Making a difference

Sept. 11-17, 2003
Making a difference
By Blessed Sacrament staff/ SUN contributing writers
Rural ministry spreads joy and fills the needs of many

Richland –– See the face of Christ in each person who walks through the doors. This is the secret to the work done at the Rural and Migrant Ministry of Oswego County, Inc. (RMMOC). “You don’t need great resources to serve those in need. The key is treating people with respect, compassion and caring –– as if they were Christ Himself,” said Sister Louise Macchia, DC.

This philosophy has helped hundreds of individuals over the years who have sought the agency’s free medical care, education and social services. The non-profit RMMOC began in 1999 as a collaborative ministry by Sister Sharon Whellahan, CSJ, Sister Jeanne Karp, OSF and Sister Louise. The latter two sisters remain at RMMOC where they faithfully minister to God’s people; Sister Sharon resigned in June to pursue pastoral ministry. Oswego County, particularly the Northeastern region, is located in the heart of one of the most rural areas of the state. The struggling people in the area are far removed from agencies and organizations that could provide services for them.

Those who come through the doors of RMMOC are ordinary people facing extraordinary problems. The staff pays no attention to ethnicity or economic situations and focuses on nourishing individuals spiritually, emotionally and physically. “Many who live here are products of generations of social, economic and spiritual deprivation and their need is great,” remarked Selena Belser, former development director.

One client, a young mother with two children, was living in a trailer with no electricity because she was two days late paying her bill, recalled Sister Louise. She came to RMMOC weeping and shaking with her kindergarten-aged daughter in tow. When asked to explain what was wrong, she was unable to speak. Her daughter finally spoke up and said, “She is crying because they cut off our electricity.” There are many stories like this and people who need the resources provided by RMMOC, said Sister Louise, a certified social worker. She offers counseling to individuals who want to talk. RMMOC also provides a weekly medical clinic, held on Wednesday evenings, for the uninsured. The clinic serves approximately 35 people per month. Three doctors and Sister Jeanne, a nurse practitioner, perform an array of services ranging from physicals to blood pressure screenings.

It is important to the staff to see everyone who needs medical assistance and give them the proper care. “The clinic closes at eight, but there have been nights when we haven’t left until 10:45,” remarked Aleata Leete, one of the 18 volunteers who generously give of their time and talent. Through its programs, RMMOC works to build a foundation of self-sufficiency among clients and gives them the tools necessary to enhance that foundation. The volunteer medical staff continually educates patients, teaching them to manage chronic conditions like diabetes.

The afterschool program also takes a unique approach, helping both students and parents. RMMOC identified the need for this program because many of the children who live in the area come from homes where the environment is not conducive to successful learning, noted Belser. The program is limited to 10 students, some of whom have learning obstacles and hyperactivity disorders. It offers the standard tutoring, homework assistance and enrichment programs, but a major component of the program is that it is coupled with in-home family counseling where parents and children learn effective means of communication and social skills. “Although we expect the grades and behavior of the children to improve, more important is an increase in self-confidence that comes with competence and the ability to better communicate,” said Belser.
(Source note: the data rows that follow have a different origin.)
impl Message {
    const HEADER_SIZE: usize = 12;
    // Root name + type + class
    const MIN_QUESTION_SIZE: usize = 1 + 2 + 2;
    // Root name + type + class + ttl + rdata length
    const MIN_RECORD_SIZE: usize = 1 + 2 + 2 + 4 + 2;

    pub fn new(id: MessageId, flags: Flags) -> Self {
        Self {
            id,
            flags,
            questions: Vec::new(),
            answers: Vec::new(),
            authority: Vec::new(),
            extra: Vec::new(),
        }
    }

    /// Size of this message on the wire without name compression.
    pub fn size(&self) -> usize {
        self.id.size()
            + self.flags.size()
            + (2 * 4) // lengths of questions, answers, authority, extra
            + self.questions.iter().map(|q| q.size()).sum::<usize>()
            + self.answers.iter().map(|r| r.size()).sum::<usize>()
            + self.authority.iter().map(|r| r.size()).sum::<usize>()
            + self.extra.iter().map(|r| r.size()).sum::<usize>()
    }

    pub fn id(&self) -> MessageId {
        self.id
    }

    pub fn flags(&self) -> Flags {
        self.flags
    }

    pub fn questions(&self) -> &[Question] {
        &self.questions
    }

    pub fn add_question(mut self, q: Question) -> Self {
        self.questions.push(q);
        self
    }

    pub fn answers(&self) -> &[Record] {
        &self.answers
    }

    pub fn add_answer(mut self, r: Record) -> Self {
        self.answers.push(r);
        self
    }

    pub fn authority(&self) -> &[Record] {
        &self.authority
    }

    pub fn add_authority(mut self, r: Record) -> Self {
        self.authority.push(r);
        self
    }

    pub fn extra(&self) -> &[Record] {
        &self.extra
    }

    pub fn add_extra(mut self, r: Record) -> Self {
        self.extra.push(r);
        self
    }

    /// The EDNS OPT pseudo-record in the additional section, if any.
    pub fn opt(&self) -> Option<&Record> {
        self.extra.iter().find(|r| r.rtype() == RecordType::OPT)
    }

    fn header(&self) -> Result<Header, DnsqError> {
        Ok(Header {
            id: self.id,
            flags: self.flags,
            num_questions: Self::section_count("question", self.questions.len())?,
            num_answers: Self::section_count("answer", self.answers.len())?,
            num_authority: Self::section_count("authority", self.authority.len())?,
            num_extra: Self::section_count("additional", self.extra.len())?,
        })
    }

    fn section_count(section: &str, len: usize) -> Result<u16, DnsqError> {
        u16::try_from(len)
            .map_err(|e| DnsqError::invalid_data_cause(format!("too many entries in {} section: {}", section, len), e))
    }

    /// Encode this message into a new buffer with name compression.
    pub fn to_bytes(&self) -> Result<Vec<u8>, DnsqError> {
        let mut buf = ByteWriter::compressed();
        self.write_network_bytes(&mut buf)?;
        Ok(buf.into_inner())
    }

    /// Decode a message using the standard record registry.
    pub fn from_bytes(bytes: &[u8]) -> Result<Self, DnsqError> {
        Self::read_network_bytes(&mut ByteCursor::new(bytes))
    }

    pub fn write_network_bytes(&self, buf: &mut ByteWriter) -> Result<(), DnsqError> {
        self.write_with_registry(RecordRegistry::standard(), buf)
    }

    pub fn write_with_registry(&self, registry: &RecordRegistry, buf: &mut ByteWriter) -> Result<(), DnsqError> {
        let header = self.header()?;
        header.write_network_bytes(buf)?;

        for q in self.questions.iter() {
            q.write_network_bytes(buf)?;
        }

        for r in self.answers.iter() {
            r.write_network_bytes(registry, buf)?;
        }

        for r in self.authority.iter() {
            r.write_network_bytes(registry, buf)?;
        }

        for r in self.extra.iter() {
            r.write_network_bytes(registry, buf)?;
        }

        Ok(())
    }

    pub fn read_network_bytes(buf: &mut ByteCursor<'_>) -> Result<Self, DnsqError> {
        Self::read_with_registry(RecordRegistry::standard(), buf)
    }

    pub fn read_with_registry(registry: &RecordRegistry, buf: &mut ByteCursor<'_>) -> Result<Self, DnsqError> {
        if buf.remaining() < Self::HEADER_SIZE {
            return Err(DnsqError::truncated(format!(
                "message of {} bytes is shorter than a header",
                buf.remaining()
            )));
        }

        let header = Header::read_network_bytes(buf)?;

        // Reject counts that can't possibly be satisfied before allocating or
        // reading anything based on them.
        let records =
            usize::from(header.num_answers) + usize::from(header.num_authority) + usize::from(header.num_extra);
        let minimum = usize::from(header.num_questions) * Self::MIN_QUESTION_SIZE + records * Self::MIN_RECORD_SIZE;
        if minimum > buf.remaining() {
            return Err(DnsqError::short_packet(format!(
                "header declares {} questions and {} records needing at least {} bytes, {} remain",
                header.num_questions,
                records,
                minimum,
                buf.remaining()
            )));
        }

        let mut questions = Vec::with_capacity(usize::from(header.num_questions));
        for _ in 0..header.num_questions {
            questions.push(Question::read_network_bytes(buf)?);
        }

        let mut answers = Vec::with_capacity(usize::from(header.num_answers));
        for _ in 0..header.num_answers {
            answers.push(Record::read_network_bytes(registry, buf)?);
        }

        let mut authority = Vec::with_capacity(usize::from(header.num_authority));
        for _ in 0..header.num_authority {
            authority.push(Record::read_network_bytes(registry, buf)?);
        }

        let mut extra = Vec::with_capacity(usize::from(header.num_extra));
        for _ in 0..header.num_extra {
            extra.push(Record::read_network_bytes(registry, buf)?);
        }

        Ok(Self {
            id: header.id,
            flags: header.flags,
            questions,
            answers,
            authority,
            extra,
        })
    }
}

#[derive(Debug, Clone, Eq, PartialEq)]
struct Header {
    id: MessageId,
    flags: Flags,
    num_questions: u16,
    num_answers: u16,
    num_authority: u16,
    num_extra: u16,
}

impl Header {
    fn write_network_bytes(&self, buf: &mut ByteWriter) -> Result<(), DnsqError> {
        buf.write_u16::<NetworkEndian>(self.id.into())?;
        buf.write_u16::<NetworkEndian>(self.flags.as_u16())?;
        buf.write_u16::<NetworkEndian>(self.num_questions)?;
        buf.write_u16::<NetworkEndian>(self.num_answers)?;
        buf.write_u16::<NetworkEndian>(self.num_authority)?;
        Ok(buf.write_u16::<NetworkEndian>(self.num_extra)?)
    }

    fn read_network_bytes(buf: &mut ByteCursor<'_>) -> Result<Self, DnsqError> {
        let id = MessageId::from(buf.read_u16()?);
        let flags = Flags::try_from(buf.read_u16()?)?;
        let num_questions = buf.read_u16()?;
        let num_answers = buf.read_u16()?;
        let num_authority = buf.read_u16()?;
        let num_extra = buf.read_u16()?;

        Ok(Header {
            id,
            flags,
            num_questions,
            num_answers,
            num_authority,
            num_extra,
        })
    }
}

#[derive(Default, Copy, Clone, Eq, PartialEq)]
#[repr(transparent)]
pub struct Flags(u16);

impl Flags {
    const MASK_QR: u16 = 0b1000_0000_0000_0000; // query / response
    const MASK_OP: u16 = 0b0111_1000_0000_0000; // 4 bits, op code
    const MASK_AA: u16 = 0b0000_0100_0000_0000; // authoritative answer
    const MASK_TC: u16 = 0b0000_0010_0000_0000; // truncated
    const MASK_RD: u16 = 0b0000_0001_0000_0000; // recursion desired
    const MASK_RA: u16 = 0b0000_0000_1000_0000; // recursion available
    const MASK_Z: u16 = 0b0000_0000_0100_0000; // reserved
    const MASK_AD: u16 = 0b0000_0000_0010_0000; // authentic data
    const MASK_CD: u16 = 0b0000_0000_0001_0000; // checking disabled
    const MASK_RC: u16 = 0b0000_0000_0000_1111; // 4 bits, response code

    const OFFSET_QR: usize = 15;
    const OFFSET_OP: usize = 11;
    const OFFSET_AA: usize = 10;
    const OFFSET_TC: usize = 9;
    const OFFSET_RD: usize = 8;
    const OFFSET_RA: usize = 7;
    const OFFSET_Z: usize = 6;
    const OFFSET_AD: usize = 5;
    const OFFSET_CD: usize = 4;
    const OFFSET_RC: usize = 0;

    pub fn size(&self) -> usize {
        2
    }

    pub fn is_query(&self) -> bool {
        self.0 & Self::MASK_QR == 0
    }

    pub fn set_query(self) -> Self {
        Flags(self.0 & !Self::MASK_QR)
    }

    pub fn is_response(&self) -> bool {
        self.0 & Self::MASK_QR > 0
    }

    pub fn set_response(self) -> Self {
        Flags(self.0 | Self::MASK_QR)
    }

    pub fn get_op_code(&self) -> Operation {
        // Flags are only ever built from valid operations
        Operation::try_from((self.0 & Self::MASK_OP) >> Self::OFFSET_OP).unwrap_or_default()
    }

    pub fn set_op_code(self, op: Operation) -> Self {
        let op = (op as u16) << Self::OFFSET_OP;
        Flags((self.0 & !Self::MASK_OP) | op)
    }

    pub fn is_authoritative(&self) -> bool {
        self.0 & Self::MASK_AA > 0
    }

    pub fn set_authoritative(self) -> Self {
        Flags(self.0 | Self::MASK_AA)
    }

    pub fn is_truncated(&self) -> bool {
        self.0 & Self::MASK_TC > 0
    }

    pub fn set_truncated(self) -> Self {
        Flags(self.0 | Self::MASK_TC)
    }

    pub fn is_recursion_desired(&self) -> bool {
        self.0 & Self::MASK_RD > 0
    }

    pub fn set_recursion_desired(self) -> Self {
        Flags(self.0 | Self::MASK_RD)
    }

    pub fn is_recursion_available(&self) -> bool {
        self.0 & Self::MASK_RA > 0
    }

    pub fn set_recursion_available(self) -> Self {
        Flags(self.0 | Self::MASK_RA)
    }

    pub fn is_authentic_data(&self) -> bool {
        self.0 & Self::MASK_AD > 0
    }

    pub fn set_authentic_data(self) -> Self {
        Flags(self.0 | Self::MASK_AD)
    }

    pub fn is_checking_disabled(&self) -> bool {
        self.0 & Self::MASK_CD > 0
    }

    pub fn set_checking_disabled(self) -> Self {
        Flags(self.0 | Self::MASK_CD)
    }

    pub fn get_response_code(&self) -> ResponseCode {
        // Flags are only ever built from valid response codes
        ResponseCode::try_from((self.0 & Self::MASK_RC) >> Self::OFFSET_RC).unwrap_or_default()
    }

    pub fn set_response_code(self, code: ResponseCode) -> Self {
        let code = (code as u16) << Self::OFFSET_RC;
        Flags((self.0 & !Self::MASK_RC) | code)
    }

    pub fn as_u16(&self) -> u16 {
        self.0
    }
}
Family Camp Weekend, held from Aug. 21-24 at Camp Hollis on Lake Ontario, Oswego, offered an opportunity for families to strengthen their bonds. RMMOC has hosted the camp for the past three summers in conjunction with the Oswego County Youth Bureau. Throughout the weekend, campers enjoyed a round of planned activities including swimming, arts and crafts and nature walks. “This is the first time in my life that I’ve felt like I’ve fit in, and no one had a problem with what I could and couldn’t do,” said one father who attended Family Camp. “This is the first time in my life I’ve felt truly accepted.” Sister Louise delighted in observing the fun had by campers, the positive interaction among family members and the friendships that developed. “Many of the things campers learn and the good feelings that come about carry over to life at home,” said Sister Louise. “The people do not have much, but they are so close to one another,” added Leete. “There is so much love in the families.” In the four years RMMOC has been part of the community, it has begun to make a dent in filling the void that exists for the less fortunate. “This is what we try to do,” said Sister Louise. “We are giving people hope for a healthy, happy life.”